• **Goal of the exercise**: Your answer should be every line of the records that contains the word "join", copied as it stands.

═══ Listed records

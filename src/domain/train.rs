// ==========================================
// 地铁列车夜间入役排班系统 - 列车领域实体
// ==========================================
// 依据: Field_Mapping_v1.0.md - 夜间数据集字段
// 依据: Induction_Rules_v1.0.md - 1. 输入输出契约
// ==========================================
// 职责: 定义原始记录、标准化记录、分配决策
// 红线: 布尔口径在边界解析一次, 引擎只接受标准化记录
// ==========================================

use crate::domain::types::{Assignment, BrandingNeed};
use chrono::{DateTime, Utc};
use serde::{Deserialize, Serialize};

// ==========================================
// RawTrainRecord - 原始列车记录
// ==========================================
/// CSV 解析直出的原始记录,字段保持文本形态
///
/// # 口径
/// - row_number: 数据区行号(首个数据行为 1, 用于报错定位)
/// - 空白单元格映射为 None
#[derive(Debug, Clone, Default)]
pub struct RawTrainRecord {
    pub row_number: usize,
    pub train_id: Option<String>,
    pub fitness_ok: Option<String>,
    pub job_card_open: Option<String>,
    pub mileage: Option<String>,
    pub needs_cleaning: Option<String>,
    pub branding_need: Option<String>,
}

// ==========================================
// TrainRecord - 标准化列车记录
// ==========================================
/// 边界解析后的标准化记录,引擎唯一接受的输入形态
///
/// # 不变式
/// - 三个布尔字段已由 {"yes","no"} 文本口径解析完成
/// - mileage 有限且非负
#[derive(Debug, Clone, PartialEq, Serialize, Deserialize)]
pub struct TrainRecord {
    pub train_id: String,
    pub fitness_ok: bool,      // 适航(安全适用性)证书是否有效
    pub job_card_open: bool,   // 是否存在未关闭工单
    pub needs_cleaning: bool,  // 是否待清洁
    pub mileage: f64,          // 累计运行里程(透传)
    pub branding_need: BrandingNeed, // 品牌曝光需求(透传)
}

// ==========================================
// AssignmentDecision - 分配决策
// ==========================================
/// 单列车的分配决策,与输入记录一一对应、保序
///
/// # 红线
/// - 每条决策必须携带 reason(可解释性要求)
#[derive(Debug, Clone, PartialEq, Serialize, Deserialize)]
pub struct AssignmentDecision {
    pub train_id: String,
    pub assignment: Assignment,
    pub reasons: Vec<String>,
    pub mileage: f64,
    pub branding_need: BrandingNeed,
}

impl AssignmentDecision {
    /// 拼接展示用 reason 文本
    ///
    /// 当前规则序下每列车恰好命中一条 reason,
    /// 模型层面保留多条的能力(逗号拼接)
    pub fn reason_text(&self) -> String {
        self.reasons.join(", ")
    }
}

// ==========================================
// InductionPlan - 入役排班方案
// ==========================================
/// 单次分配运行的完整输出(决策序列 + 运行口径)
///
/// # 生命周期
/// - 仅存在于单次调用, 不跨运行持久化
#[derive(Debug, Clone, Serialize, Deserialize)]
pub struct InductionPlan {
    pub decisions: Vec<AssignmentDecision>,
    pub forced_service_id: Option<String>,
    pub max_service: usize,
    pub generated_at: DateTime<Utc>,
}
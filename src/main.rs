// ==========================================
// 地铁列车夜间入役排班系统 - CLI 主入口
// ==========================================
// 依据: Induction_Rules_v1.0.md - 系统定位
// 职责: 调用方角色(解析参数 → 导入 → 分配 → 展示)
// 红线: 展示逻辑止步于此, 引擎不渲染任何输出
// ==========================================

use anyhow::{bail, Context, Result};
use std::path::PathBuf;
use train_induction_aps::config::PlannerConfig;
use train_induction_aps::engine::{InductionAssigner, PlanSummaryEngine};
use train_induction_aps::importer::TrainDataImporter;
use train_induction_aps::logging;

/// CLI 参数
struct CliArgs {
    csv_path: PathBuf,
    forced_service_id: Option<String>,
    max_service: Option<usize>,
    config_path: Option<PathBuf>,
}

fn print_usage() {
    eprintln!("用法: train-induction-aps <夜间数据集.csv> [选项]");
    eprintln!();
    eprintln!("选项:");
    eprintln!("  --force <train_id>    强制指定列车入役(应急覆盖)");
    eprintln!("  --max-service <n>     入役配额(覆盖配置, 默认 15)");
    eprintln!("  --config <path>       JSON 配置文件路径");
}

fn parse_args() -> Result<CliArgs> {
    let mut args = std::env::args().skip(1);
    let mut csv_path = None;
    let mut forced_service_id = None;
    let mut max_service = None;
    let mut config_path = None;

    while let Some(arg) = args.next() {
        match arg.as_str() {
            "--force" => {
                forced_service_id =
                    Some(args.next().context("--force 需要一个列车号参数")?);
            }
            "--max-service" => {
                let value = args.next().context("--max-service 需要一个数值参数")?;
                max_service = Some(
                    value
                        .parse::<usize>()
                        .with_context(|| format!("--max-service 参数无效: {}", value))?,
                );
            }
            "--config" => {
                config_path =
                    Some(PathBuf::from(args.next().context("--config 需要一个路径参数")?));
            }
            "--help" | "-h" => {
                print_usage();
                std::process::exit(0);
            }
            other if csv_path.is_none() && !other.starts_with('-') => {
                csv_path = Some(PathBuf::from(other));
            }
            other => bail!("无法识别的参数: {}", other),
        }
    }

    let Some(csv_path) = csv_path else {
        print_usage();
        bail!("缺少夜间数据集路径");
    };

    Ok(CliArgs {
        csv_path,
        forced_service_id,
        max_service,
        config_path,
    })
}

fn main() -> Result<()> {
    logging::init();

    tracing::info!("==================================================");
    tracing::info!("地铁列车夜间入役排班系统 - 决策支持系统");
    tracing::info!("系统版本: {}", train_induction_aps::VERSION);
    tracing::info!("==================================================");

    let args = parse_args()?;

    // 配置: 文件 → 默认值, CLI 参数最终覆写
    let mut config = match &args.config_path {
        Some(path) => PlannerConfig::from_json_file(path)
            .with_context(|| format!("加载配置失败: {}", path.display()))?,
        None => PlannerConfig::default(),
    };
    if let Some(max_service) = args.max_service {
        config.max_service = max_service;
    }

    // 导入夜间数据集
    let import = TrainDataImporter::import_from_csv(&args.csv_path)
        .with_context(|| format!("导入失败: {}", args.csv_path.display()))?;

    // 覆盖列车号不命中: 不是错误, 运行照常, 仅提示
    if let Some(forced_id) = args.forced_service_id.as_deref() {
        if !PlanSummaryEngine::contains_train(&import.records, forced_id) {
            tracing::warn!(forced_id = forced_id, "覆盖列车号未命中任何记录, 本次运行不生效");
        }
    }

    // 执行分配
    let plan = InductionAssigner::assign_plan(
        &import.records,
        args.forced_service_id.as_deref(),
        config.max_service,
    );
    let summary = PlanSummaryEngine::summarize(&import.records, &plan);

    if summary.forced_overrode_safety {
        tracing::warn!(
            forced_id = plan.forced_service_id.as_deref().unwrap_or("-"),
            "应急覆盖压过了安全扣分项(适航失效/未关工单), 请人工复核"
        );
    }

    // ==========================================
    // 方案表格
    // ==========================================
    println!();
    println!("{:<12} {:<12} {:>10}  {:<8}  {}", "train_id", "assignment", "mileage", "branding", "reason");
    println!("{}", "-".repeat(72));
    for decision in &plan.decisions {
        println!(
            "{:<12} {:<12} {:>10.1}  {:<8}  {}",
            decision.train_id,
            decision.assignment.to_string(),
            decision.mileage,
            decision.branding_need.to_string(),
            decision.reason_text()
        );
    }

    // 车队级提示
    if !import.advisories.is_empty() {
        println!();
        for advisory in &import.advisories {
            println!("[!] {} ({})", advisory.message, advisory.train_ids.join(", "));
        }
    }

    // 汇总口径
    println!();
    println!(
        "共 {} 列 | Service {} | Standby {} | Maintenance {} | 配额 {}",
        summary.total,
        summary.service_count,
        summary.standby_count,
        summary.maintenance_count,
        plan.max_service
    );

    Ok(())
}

══════

• **Response area**:
        self.reasons.join(", ")
            println!("[!] {} ({})", advisory.message, advisory.train_ids.join(", "));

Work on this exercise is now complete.